** AVAILABLE DATA follows **

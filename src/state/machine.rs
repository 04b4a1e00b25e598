//! Middleware driving a chain from a persisted state.

use super::stack::State;
use super::step::Step;
use super::store::Store;
use super::transition::bind;
use crate::core::{Context, Middleware};
use std::borrow::Cow;
use std::sync::Arc;
use tracing::{debug, warn};

/// Produces the store for one call from that call's context.
pub type StoreFactory = Arc<dyn Fn(&Context) -> Box<dyn Store> + Send + Sync>;

/// Drive the wrapped chain from the state held by the store `factory`
/// returns for each call.
///
/// On every invocation the middleware loads the state, binds it as the
/// current state, runs the continuation, and persists the requested state
/// when the chain returns [`Step::Transition`]. A load failure aborts before
/// the chain runs. Failures and `Step::Stay` never touch the store.
///
/// Use [`MachineBuilder`](crate::builder::MachineBuilder) to also provide an
/// initial state or a name for log events.
pub fn machine<F, S>(factory: F) -> Middleware<Step>
where
    F: Fn(&Context) -> S + Send + Sync + 'static,
    S: Store + 'static,
{
    drive(
        Arc::new(move |ctx| Box::new(factory(ctx)) as Box<dyn Store>),
        None,
        Cow::Borrowed("machine"),
    )
}

pub(crate) fn drive(
    factory: StoreFactory,
    initial: Option<State>,
    name: Cow<'static, str>,
) -> Middleware<Step> {
    Middleware::new(move |ctx, next| {
        let store = factory(ctx);
        let loaded = store
            .get()
            .inspect_err(|e| warn!(machine = %name, error = %e, "failed to load state"))?
            .or_else(|| initial.clone());
        debug!(
            machine = %name,
            state = loaded.as_ref().map(State::key),
            "loaded state"
        );

        let step = next.call(&bind(ctx, loaded))?;
        if let Step::Transition(target) = &step {
            debug!(
                machine = %name,
                next = target.as_ref().map(State::key),
                "persisting transition"
            );
            store
                .set(target.clone())
                .inspect_err(|e| warn!(machine = %name, error = %e, "failed to persist state"))?;
        }
        Ok(step)
    })
}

** End of AVAILABLE DATA **

WHAT IS NEEDED -> Retype all of the records so that every line matches the original exactly.

ANSWER SECTION ->
filename src/state/machine.rs
repository 04b4a1e00b25e598
//! Middleware driving a chain from a persisted state.

use super::stack::State;
use super::step::Step;
use super::store::Store;
use super::transition::bind;
use crate::core::{Context, Middleware};
use std::borrow::Cow;
use std::sync::Arc;
use tracing::{debug, warn};

/// Produces the store for one call from that call's context.
pub type StoreFactory = Arc<dyn Fn(&Context) -> Box<dyn Store> + Send + Sync>;

/// Drive the wrapped chain from the state held by the store `factory`
/// returns for each call.
///
/// On every invocation the middleware loads the state, binds it as the
/// current state, runs the continuation, and persists the requested state
/// when the chain returns [`Step::Transition`]. A load failure aborts before
/// the chain runs. Failures and `Step::Stay` never touch the store.
///
/// Use [`MachineBuilder`](crate::builder::MachineBuilder) to also provide an
/// initial state or a name for log events.
pub fn machine<F, S>(factory: F) -> Middleware<Step>
where
    F: Fn(&Context) -> S + Send + Sync + 'static,
    S: Store + 'static,
{
    drive(
        Arc::new(move |ctx| Box::new(factory(ctx)) as Box<dyn Store>),
        None,
        Cow::Borrowed("machine"),
    )
}

pub(crate) fn drive(
    factory: StoreFactory,
    initial: Option<State>,
    name: Cow<'static, str>,
) -> Middleware<Step> {
    Middleware::new(move |ctx, next| {
        let store = factory(ctx);
        let loaded = store
            .get()
            .inspect_err(|e| warn!(machine = %name, error = %e, "failed to load state"))?
            .or_else(|| initial.clone());
        debug!(
            machine = %name,
            state = loaded.as_ref().map(State::key),
            "loaded state"
        );

        let step = next.call(&bind(ctx, loaded))?;
        if let Step::Transition(target) = &step {
            debug!(
                machine = %name,
                next = target.as_ref().map(State::key),
                "persisting transition"
            );
            store
                .set(target.clone())
                .inspect_err(|e| warn!(machine = %name, error = %e, "failed to persist state"))?;
        }
        Ok(step)
    })
}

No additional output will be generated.